The increased avoidance of the OWFs when the rotor blades were turning indicated a stronger reaction to moving objects, which was suggested as a possible reason for OWF avoidance by birds (Dierschke et al. 2016). However, so far only a few other studies could investigate if the movements of the rotor blades can have an effect on birds entering the OWFs (reviewed in Dierschke et al. 2016). Based on radar assessments at the OWF Egmond aan Zee, e.g., the number of bird tracks crossing the wind farm area was two to three times higher when the nearest turbine was off (Krijgsveld et al. 2011). The increased wind speeds while rotor blades were turning could also have influenced the guillemot’s behaviour close to the OWFs. As guillemots might have less control of their flight behaviour during strong winds, their avoidance of the OWFs might increase to reduce the risk of collision. A similar behaviour was observed in wind farms on land where lower numbers of birds passed through turbine rows during higher wind speeds (Smallwood et al. 2009). At the OWF Egmond aan Zee the average number of birds migrating through the OWF also decreased with increasing wind speeds (Krijgsveld et al. 2011). However, we found strong OWF avoidance across the entire dataset, irrespective of blade rotation, suggesting that the rotating blades were not the main cause of the avoidance reaction. For example, the presence of very high vertical structures which are unusual for the open marine areas and the increased vessel activity in and around the OWFs could also cause avoidance reactions (Vanermen et al. 2015; Dierschke et al. 2016; Mendel et al. 2019). Nonetheless, it could be speculated that if measures were needed to reduce the effect, deactivation of the turbines could slightly reduce the disturbance.

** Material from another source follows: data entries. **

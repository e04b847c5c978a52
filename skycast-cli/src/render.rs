//! Plain-text rendering of a settled pipeline state.

use std::fmt;

use skycast_core::{CurationState, Unit};

/// Display adapter that prints every section of a [`CurationState`].
pub struct StateView<'a>(pub &'a CurationState);

impl fmt::Display for StateView<'_> {
    fn fmt(&self, f: &mut fmt::Formatter<'_>) -> fmt::Result {
        let state = self.0;
        let symbol = state.unit.map(|u| u.symbol()).unwrap_or(Unit::default().symbol());

        if let Some(err) = &state.location_error {
            return writeln!(f, "Location: {err}");
        }

        let place = state.place_name().unwrap_or("Unknown location");
        writeln!(f, "Weather for {place}")?;

        match &state.current {
            Some(current) => writeln!(
                f,
                "  Now: {:.0}{symbol}, {} ({})",
                current.temperature, current.condition, current.icon
            )?,
            None => writeln!(f, "  Now: unavailable")?,
        }
        if let Some(err) = &state.weather_error {
            writeln!(f, "  ! {err}")?;
        }

        if let Some(days) = state.forecast.as_ref().filter(|d| !d.is_empty()) {
            writeln!(f, "\nForecast")?;
            for day in days {
                writeln!(
                    f,
                    "  {} {}  {:>4.0}{symbol} / {:>4.0}{symbol}  {}",
                    day.date.format("%a"),
                    day.date_key(),
                    day.min_temp,
                    day.max_temp,
                    day.icon
                )?;
            }
        }

        writeln!(f)?;
        match state.mood {
            Some(mood) => writeln!(f, "Headlines (mood: {mood})")?,
            None => writeln!(f, "Headlines")?,
        }
        if state.news.is_empty() {
            writeln!(f, "  No headlines")?;
        }
        for (i, article) in state.news.iter().enumerate() {
            writeln!(f, "  {}. {}", i + 1, article.title)?;
            if !article.description.is_empty() {
                writeln!(f, "     {}", article.description)?;
            }
            writeln!(f, "     {}", article.url)?;
        }
        if let Some(err) = &state.news_error {
            writeln!(f, "  ! {err}")?;
        }

        Ok(())
    }
}

#[cfg(test)]
mod tests {
    use super::*;
    use chrono::NaiveDate;
    use skycast_core::{
        Coordinates, CurrentWeather, ForecastDay, Located, MoodCategory, NewsArticle, PlaceInfo,
        Stage,
    };

    fn settled() -> CurationState {
        CurationState {
            stage: Stage::Settled,
            location: Some(Located {
                coordinates: Coordinates::new(51.5, -0.12),
                place: PlaceInfo {
                    city: Some("London".into()),
                    region: None,
                    country_code: "GB".into(),
                },
            }),
            unit: Some(Unit::Metric),
            current: Some(CurrentWeather {
                temperature: 12.4,
                condition: "Clouds".into(),
                icon: "04d".into(),
                city_name: "City of London".into(),
            }),
            forecast: Some(vec![ForecastDay {
                date: NaiveDate::from_ymd_opt(2024, 1, 1).unwrap(),
                min_temp: 8.0,
                max_temp: 13.0,
                icon: "04d".into(),
            }]),
            mood: Some(MoodCategory::Cool),
            news: vec![NewsArticle {
                title: "Team celebrates victory".into(),
                description: String::new(),
                url: "https://news.example/victory".into(),
            }],
            ..CurationState::default()
        }
    }

    #[test]
    fn renders_all_sections() {
        let text = StateView(&settled()).to_string();

        assert!(text.contains("Weather for London"));
        assert!(text.contains("Now: 12°C, Clouds"));
        assert!(text.contains("2024-01-01"));
        assert!(text.contains("Headlines (mood: cool)"));
        assert!(text.contains("1. Team celebrates victory"));
    }

    #[test]
    fn location_error_short_circuits() {
        let state = CurationState {
            stage: Stage::Settled,
            location_error: Some("Permission to access location was denied".into()),
            ..CurationState::default()
        };
        let text = StateView(&state).to_string();

        assert_eq!(text, "Location: Permission to access location was denied\n");
    }

    #[test]
    fn branch_errors_are_shown() {
        let mut state = settled();
        state.current = None;
        state.weather_error = Some("Failed to load weather".into());
        state.news.clear();
        state.news_error = Some("Failed to load news".into());

        let text = StateView(&state).to_string();

        assert!(text.contains("Now: unavailable"));
        assert!(text.contains("! Failed to load weather"));
        assert!(text.contains("No headlines"));
        assert!(text.contains("! Failed to load news"));
        assert!(text.contains("Weather for London"));
    }

    #[test]
    fn bare_state_renders_placeholders_in_order() {
        let state = CurationState {
            stage: Stage::Settled,
            ..CurationState::default()
        };

        assert_eq!(
            StateView(&state).to_string(),
            "Weather for Unknown location\n  Now: unavailable\n\nHeadlines\n  No headlines\n"
        );
    }
}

Busch and Garthe (2016) assessed the effects of potential displacement due to the OWFs north of Helgoland on the local guillemot colony on the basis of potential biological removal rates (PBR). The PBR indicates the number of losses in addition to the natural mortality, which can be sustained each year by a certain population (Dillingham and Fletcher 2008). Transferring the findings of Busch and Garthe (2016) to our study indicated that the OWFs north of Helgoland accounted for 30% of the PBR estimated for the German guillemot population in the breeding season. This represents a substantial proportion of the PBR, bearing in mind that the effects of other human activities (e.g. shipping, fisheries, etc.) were not included in these calculations. However, it has to be kept in mind, that Busch and Garthe (2016) applied displacement values derived from changes in the species abundance in OWF areas for estimating the number of affected individuals. Thus, the changes in resource selection estimated from tracking data in our study potentially cannot directly be applied to their approach.

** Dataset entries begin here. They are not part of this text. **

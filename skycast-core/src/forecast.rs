//! Folding of per-timeslot forecast entries into calendar days.

use chrono::{DateTime, NaiveDate};

use crate::model::ForecastDay;

pub const MAX_FORECAST_DAYS: usize = 5;

/// One provider forecast entry (typically a 3-hour slot).
#[derive(Debug, Clone, PartialEq)]
pub struct ForecastSlot {
    /// Seconds since the Unix epoch.
    pub timestamp: i64,
    pub min_temp: f64,
    pub max_temp: f64,
    pub icon: String,
}

/// Collapse slots into at most [`MAX_FORECAST_DAYS`] days.
///
/// A day is keyed by the UTC calendar date of its slots. The first slot seen
/// for a date seeds the record (including its icon); later slots only widen
/// the min/max. Dates are taken in the order they first appear, so once five
/// distinct dates are known every slot for a sixth one is dropped.
pub fn aggregate_daily(slots: &[ForecastSlot]) -> Vec<ForecastDay> {
    let mut days: Vec<ForecastDay> = Vec::with_capacity(MAX_FORECAST_DAYS);

    for slot in slots {
        let Some(date) = slot_date(slot.timestamp) else {
            tracing::debug!(timestamp = slot.timestamp, "Skipping forecast slot with invalid timestamp");
            continue;
        };

        let (low, high) = if slot.min_temp <= slot.max_temp {
            (slot.min_temp, slot.max_temp)
        } else {
            (slot.max_temp, slot.min_temp)
        };

        if let Some(day) = days.iter_mut().find(|d| d.date == date) {
            day.min_temp = day.min_temp.min(low);
            day.max_temp = day.max_temp.max(high);
            continue;
        }

        if days.len() == MAX_FORECAST_DAYS {
            continue;
        }

        days.push(ForecastDay {
            date,
            min_temp: low,
            max_temp: high,
            icon: slot.icon.clone(),
        });
    }

    days.sort_by_key(|d| d.date);
    days
}

fn slot_date(timestamp: i64) -> Option<NaiveDate> {
    DateTime::from_timestamp(timestamp, 0).map(|dt| dt.date_naive())
}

When interpreting the here presented findings, the duration of the study has to be considered. Studies conducted over several consecutive years will reveal if the observed pattern is consistent over time. Furthermore, information on the distribution of guillemot prey species in and around the OWFs would be useful to better understand their choice of foraging habitat.

The strong avoidance effect found in this study during the breeding season shows that, although the size of the guillemot population on Helgoland is currently quite stable (Dierschke et al. 2018), the presence of the OWFs needs to be considered when evaluating the conservation and health statuses of common guillemots at their sole breeding site in German North Sea waters, and likely also at other sites within their distribution area.